HOW TO COMPLETE THIS TASK> In the entries below, count every line with the word "stdin". Return only the count.
==== RECORDS SHOWN ====
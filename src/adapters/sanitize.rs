//! Log redaction for clinical measurements, identifiers and secrets.
//!
//! Applied to every formatted log line through [`SanitizingMakeWriter`]:
//! - Clinical `field=value` pairs (`ap_hi=130`, `"bmi": 25.7`)
//! - UUIDs and email addresses
//! - Signing keys and other secret formats (contextual tokens, long hex, PEM)
//!
//! The inference path never logs patient values on purpose; this layer
//! catches the ones that slip into error messages or debug output.
//!
//! Input is capped at `CARDIO_SANITIZE_MAX_BYTES` (default 16 KiB) per call.

use std::sync::OnceLock;

use regex::{Regex, RegexSet};
use tracing_subscriber::fmt::MakeWriter;

const DEFAULT_SANITIZE_MAX_BYTES: usize = 16 * 1024;

static RULES: OnceLock<RedactionRules> = OnceLock::new();

struct Rule {
    regex: Regex,
    replacement: &'static str,
}

struct RedactionRules {
    any: RegexSet,
    rules: Vec<Rule>,
    pem: Regex,
}

fn max_sanitize_bytes() -> usize {
    std::env::var("CARDIO_SANITIZE_MAX_BYTES")
        .ok()
        .and_then(|v| v.parse::<usize>().ok())
        .filter(|&v| v > 0)
        .unwrap_or(DEFAULT_SANITIZE_MAX_BYTES)
}

fn truncate_to_char_boundary(input: &str, max_bytes: usize) -> (&str, bool) {
    if input.len() <= max_bytes {
        return (input, false);
    }
    let mut end = max_bytes;
    while end > 0 && !input.is_char_boundary(end) {
        end -= 1;
    }
    (&input[..end], true)
}

fn rules() -> &'static RedactionRules {
    RULES.get_or_init(|| {
        let table: [(&str, &'static str); 6] = [
            // Measurements keyed by feature or request field name
            (
                r#"(?i)"?\b(age|age_years|gender|height|height_m|weight|ap_hi|ap_lo|systolic|diastolic|cholesterol|gluc|glucose|smoke|alco|active|bmi|map|pulse_pressure)\b"?\s*[:=]\s*-?\d+(?:\.\d+)?"#,
                "${1}=[REDACTED]",
            ),
            (
                r"[0-9a-fA-F]{8}-[0-9a-fA-F]{4}-[0-9a-fA-F]{4}-[0-9a-fA-F]{4}-[0-9a-fA-F]{12}",
                "[REDACTED-UUID]",
            ),
            (
                r"(?i)\b[a-z0-9](?:[a-z0-9._%+-]{0,62}[a-z0-9])?@(?:[a-z0-9](?:[a-z0-9-]{0,61}[a-z0-9])?\.)+[a-z]{2,}\b",
                "[REDACTED-EMAIL]",
            ),
            (
                r"(?i)\b(?:secret|password|private[_-]?key|seed|signature|sig|token|key)\b\s*[:=]\s*[A-Za-z0-9+/]{32,}={0,2}",
                "[REDACTED-SECRET]",
            ),
            (
                r"(?i)\b(?:secret|password|private[_-]?key|seed|signature|sig|token|key)\b\s*[:=]\s*[0-9a-fA-F]{16,}\b",
                "[REDACTED-SECRET]",
            ),
            (r"\b[0-9a-fA-F]{32,}\b", "[REDACTED-KEY]"),
        ];

        RedactionRules {
            any: RegexSet::new(table.iter().map(|(p, _)| *p)).expect("Valid regex set"),
            rules: table
                .into_iter()
                .map(|(pattern, replacement)| Rule {
                    regex: Regex::new(pattern).expect("Valid regex"),
                    replacement,
                })
                .collect(),
            pem: Regex::new(
                r"(?s)-----BEGIN [A-Z0-9 ]{0,40}PRIVATE KEY-----.{0,8192}?-----END [A-Z0-9 ]{0,40}PRIVATE KEY-----",
            )
            .expect("Valid regex"),
        }
    })
}

/// Redact sensitive values from a string.
#[must_use]
pub fn sanitize(input: &str) -> String {
    sanitize_with_limit(input, max_sanitize_bytes())
}

fn sanitize_with_limit(input: &str, max_bytes: usize) -> String {
    let rules = rules();
    let (prefix, truncated) = truncate_to_char_boundary(input, max_bytes);

    let mut result = prefix.to_string();
    for idx in rules.any.matches(prefix).into_iter() {
        let rule = &rules.rules[idx];
        result = rule.regex.replace_all(&result, rule.replacement).into_owned();
    }
    if result.contains("-----BEGIN ") {
        result = rules
            .pem
            .replace_all(&result, "[REDACTED-PEM-PRIVATE-KEY]")
            .into_owned();
    }

    if truncated {
        result.push_str(" [TRUNCATED]");
    }
    result
}

/// Whether a string contains anything [`sanitize`] would redact.
#[must_use]
pub fn contains_sensitive(input: &str) -> bool {
    let rules = rules();
    let (prefix, _) = truncate_to_char_boundary(input, max_sanitize_bytes());
    rules.any.is_match(prefix) || (prefix.contains("-----BEGIN ") && rules.pem.is_match(prefix))
}

/// A `tracing_subscriber` writer wrapper that sanitizes formatted log output
/// line by line before it reaches the underlying sink.
#[derive(Debug, Clone)]
pub struct SanitizingMakeWriter<M> {
    inner: M,
}

impl<M> SanitizingMakeWriter<M> {
    #[must_use]
    pub fn new(inner: M) -> Self {
        Self { inner }
    }
}

pub struct SanitizingWriter<W> {
    inner: W,
    buffer: Vec<u8>,
}

impl<W: std::io::Write> SanitizingWriter<W> {
    fn write_sanitized(&mut self, bytes: &[u8]) -> std::io::Result<()> {
        let text = String::from_utf8_lossy(bytes);
        self.inner.write_all(sanitize(&text).as_bytes())
    }

    fn flush_lines(&mut self) -> std::io::Result<()> {
        while let Some(pos) = self.buffer.iter().position(|&b| b == b'\n') {
            let line: Vec<u8> = self.buffer.drain(..=pos).collect();
            self.write_sanitized(&line)?;
        }
        Ok(())
    }
}

impl<W: std::io::Write> std::io::Write for SanitizingWriter<W> {
    fn write(&mut self, buf: &[u8]) -> std::io::Result<usize> {
        self.buffer.extend_from_slice(buf);

        // A formatter writing one huge line would otherwise buffer without bound.
        if self.buffer.len() > max_sanitize_bytes().saturating_mul(2) {
            let pending = std::mem::take(&mut self.buffer);
            self.write_sanitized(&pending)?;
            self.inner.write_all(b"\n")?;
            return Ok(buf.len());
        }

        self.flush_lines()?;
        Ok(buf.len())
    }

    fn flush(&mut self) -> std::io::Result<()> {
        self.flush_lines()?;
        if !self.buffer.is_empty() {
            let pending = std::mem::take(&mut self.buffer);
            self.write_sanitized(&pending)?;
        }
        self.inner.flush()
    }
}

impl<'a, M> MakeWriter<'a> for SanitizingMakeWriter<M>
where
    M: MakeWriter<'a>,
{
    type Writer = SanitizingWriter<M::Writer>;

    fn make_writer(&'a self) -> Self::Writer {
        SanitizingWriter {
            inner: self.inner.make_writer(),
            buffer: Vec::new(),
        }
    }
}
//! cardiorisk: Cardiovascular risk inference service
//!
//! Main entry point: reads one JSON request per line on stdin and writes one
//! JSON response per line on stdout.

use std::sync::Arc;

use anyhow::{Context, Result};
use tracing_subscriber::{layer::SubscriberExt, util::SubscriberInitExt, EnvFilter};

use cardiorisk::adapters::fs::FsArtifactStore;
use cardiorisk::adapters::sanitize::SanitizingMakeWriter;
use cardiorisk::adapters::stdio;
use cardiorisk::application::{bootstrap, Api};
use cardiorisk::config::{self, LogConfig, LogMode};

fn init_logging(log: &LogConfig) -> Result<tracing_appender::non_blocking::WorkerGuard> {
    // Stdout carries protocol responses, so logs go to stderr or a file.
    let (writer, guard) = match log.mode {
        LogMode::File => {
            if let Some(parent) = log.file.parent() {
                std::fs::create_dir_all(parent)
                    .with_context(|| format!("creating log directory {}", parent.display()))?;
            }
            let file = std::fs::OpenOptions::new()
                .create(true)
                .append(true)
                .open(&log.file)
                .with_context(|| format!("opening log file {}", log.file.display()))?;
            tracing_appender::non_blocking(file)
        }
        LogMode::Stderr => tracing_appender::non_blocking(std::io::stderr()),
    };

    tracing_subscriber::registry()
        .with(EnvFilter::try_from_default_env().unwrap_or_else(|_| EnvFilter::new(&log.filter)))
        .with(
            tracing_subscriber::fmt::layer()
                .with_ansi(false)
                .with_writer(SanitizingMakeWriter::new(writer)),
        )
        .init();

    Ok(guard)
}

fn main() -> Result<()> {
    let config = config::load()?;
    let _guard = init_logging(&config.log)?;

    tracing::info!("Starting cardiorisk...");

    let policy = config.integrity_policy()?;
    let store = FsArtifactStore::open(
        &config.artifacts.dir,
        config.artifacts.layout.clone(),
        &policy,
    )
    .with_context(|| format!("opening artifacts at {}", config.artifacts.dir.display()))?;

    let services = bootstrap(Arc::new(store), &config.startup_options())?;
    let api = Api::new(services.inference, services.metrics);

    let stdin = std::io::stdin();
    let stdout = std::io::stdout();
    let stats = stdio::serve(stdin.lock(), stdout.lock(), |line| api.handle_bytes(line))?;

    tracing::info!(
        requests = stats.requests,
        skipped = stats.skipped,
        "cardiorisk shutdown complete."
    );
    Ok(())
}
//! k-nearest-neighbours evaluator.

use serde::{Deserialize, Serialize};

use crate::ports::{check_input, Classifier, ModelError};

fn default_p() -> f64 {
    2.0
}

/// Neighbour vote weighting.
#[derive(Debug, Clone, Copy, Default, PartialEq, Eq, Serialize, Deserialize)]
#[serde(rename_all = "snake_case")]
pub enum Weights {
    #[default]
    Uniform,
    /// Inverse distance; exact matches take all of the weight
    Distance,
}

/// Instance-based classifier over the stored (scaled) training set.
#[derive(Debug, Clone, PartialEq, Serialize, Deserialize)]
pub struct KNearestNeighbors {
    pub n_neighbors: usize,
    #[serde(default)]
    pub weights: Weights,
    /// Minkowski exponent
    #[serde(default = "default_p")]
    pub p: f64,
    pub samples: Vec<Vec<f64>>,
    pub labels: Vec<u8>,
}

impl KNearestNeighbors {
    /// # Errors
    /// Returns `ModelError::Malformed` for `k` outside `1..=samples`,
    /// ragged samples, labels other than 0/1 or `p < 1`.
    pub fn validate(&self) -> Result<(), ModelError> {
        let n = self.n_features();
        if self.samples.is_empty() || n == 0 {
            return Err(ModelError::Malformed("no training samples".into()));
        }
        if self.n_neighbors == 0 || self.n_neighbors > self.samples.len() {
            return Err(ModelError::Malformed(format!(
                "n_neighbors {} must be in 1..={}",
                self.n_neighbors,
                self.samples.len()
            )));
        }
        if self.labels.len() != self.samples.len() {
            return Err(ModelError::Malformed(format!(
                "{} labels for {} samples",
                self.labels.len(),
                self.samples.len()
            )));
        }
        if self.labels.iter().any(|l| *l > 1) {
            return Err(ModelError::Malformed("labels must be 0 or 1".into()));
        }
        if self.samples.iter().any(|s| s.len() != n) {
            return Err(ModelError::Malformed("samples differ in length".into()));
        }
        if self.samples.iter().flatten().any(|v| !v.is_finite()) {
            return Err(ModelError::Malformed("non-finite sample value".into()));
        }
        if !(self.p.is_finite() && self.p >= 1.0) {
            return Err(ModelError::Malformed(format!("invalid Minkowski p {}", self.p)));
        }
        Ok(())
    }

    fn distance(&self, a: &[f64], b: &[f64]) -> f64 {
        if self.p == 2.0 {
            return a
                .iter()
                .zip(b)
                .map(|(x, y)| (x - y) * (x - y))
                .sum::<f64>()
                .sqrt();
        }
        if self.p == 1.0 {
            return a.iter().zip(b).map(|(x, y)| (x - y).abs()).sum();
        }
        a.iter()
            .zip(b)
            .map(|(x, y)| (x - y).abs().powf(self.p))
            .sum::<f64>()
            .powf(1.0 / self.p)
    }

    /// Vote weight for class 0 and class 1 among the k nearest samples.
    fn votes(&self, x: &[f64]) -> Result<[f64; 2], ModelError> {
        check_input(x, self.n_features())?;

        let mut neighbours: Vec<(f64, usize)> = self
            .samples
            .iter()
            .enumerate()
            .map(|(i, s)| (self.distance(s, x), i))
            .collect();
        neighbours.sort_by(|a, b| a.0.total_cmp(&b.0).then(a.1.cmp(&b.1)));
        neighbours.truncate(self.n_neighbors);

        let exact = neighbours.iter().any(|(d, _)| *d == 0.0);
        let mut votes = [0.0; 2];
        for (d, i) in neighbours {
            let w = match self.weights {
                Weights::Uniform => 1.0,
                Weights::Distance if exact => f64::from(u8::from(d == 0.0)),
                Weights::Distance => 1.0 / d,
            };
            votes[usize::from(self.labels[i])] += w;
        }
        if votes.iter().any(|v| !v.is_finite()) {
            return Err(ModelError::NonFiniteOutput);
        }
        Ok(votes)
    }
}

impl Classifier for KNearestNeighbors {
    fn kind(&self) -> &'static str {
        "knn"
    }

    fn n_features(&self) -> usize {
        self.samples.first().map_or(0, Vec::len)
    }

    fn predict(&self, x: &[f64]) -> Result<u8, ModelError> {
        let [w0, w1] = self.votes(x)?;
        Ok(u8::from(w1 > w0))
    }

    fn predict_proba(&self, x: &[f64]) -> Result<Option<f64>, ModelError> {
        let [w0, w1] = self.votes(x)?;
        Ok(Some(w1 / (w0 + w1)))
    }
}

#[cfg(test)]
mod tests {
    use super::*;

    fn model(k: usize, weights: Weights) -> KNearestNeighbors {
        KNearestNeighbors {
            n_neighbors: k,
            weights,
            p: 2.0,
            samples: vec![vec![0.0], vec![1.0], vec![3.0], vec![10.0]],
            labels: vec![0, 1, 1, 0],
        }
    }

    #[test]
    fn test_uniform_vote() {
        let m = model(3, Weights::Uniform);
        assert!(m.validate().is_ok());
        // Nearest to 1.2: 1.0 (1), 0.0 (0), 3.0 (1)
        assert_eq!(m.predict(&[1.2]), Ok(1));
        let p = m.predict_proba(&[1.2]).expect("Proba").expect("Supported");
        assert!((p - 2.0 / 3.0).abs() < 1e-12);
    }

    #[test]
    fn test_uniform_tie_is_class_zero() {
        let m = model(2, Weights::Uniform);
        assert_eq!(m.predict(&[0.4]), Ok(0));
        assert_eq!(m.predict_proba(&[0.4]), Ok(Some(0.5)));
    }

    #[test]
    fn test_distance_weighting() {
        let m = model(2, Weights::Distance);
        // 0.0 at distance 0.25, 1.0 at 0.75: weights 4 vs 4/3
        assert_eq!(m.predict(&[0.25]), Ok(0));
        let p = m.predict_proba(&[0.25]).expect("Proba").expect("Supported");
        assert!((p - 0.25).abs() < 1e-12);
    }

    #[test]
    fn test_exact_match_takes_all_weight() {
        let m = model(3, Weights::Distance);
        assert_eq!(m.predict_proba(&[10.0]), Ok(Some(0.0)));
        assert_eq!(m.predict_proba(&[1.0]), Ok(Some(1.0)));
    }

    #[test]
    fn test_manhattan_distance() {
        let m = KNearestNeighbors {
            p: 1.0,
            ..model(1, Weights::Uniform)
        };
        assert_eq!(m.distance(&[0.0, 0.0], &[3.0, 4.0]), 7.0);
        assert_eq!(model(1, Weights::Uniform).distance(&[0.0, 0.0], &[3.0, 4.0]), 5.0);
    }

    #[test]
    fn test_validate_rejects_bad_k() {
        assert!(model(0, Weights::Uniform).validate().is_err());
        assert!(model(5, Weights::Uniform).validate().is_err());
    }

    #[test]
    fn test_defaults_from_json() {
        let json = serde_json::json!({
            "n_neighbors": 1,
            "samples": [[0.0, 0.0]],
            "labels": [1]
        });
        let m: KNearestNeighbors = serde_json::from_value(json).expect("Should parse");
        assert_eq!(m.weights, Weights::Uniform);
        assert_eq!(m.p, 2.0);
        assert_eq!(m.n_features(), 2);
    }
}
====
WRITTEN REPLY> 3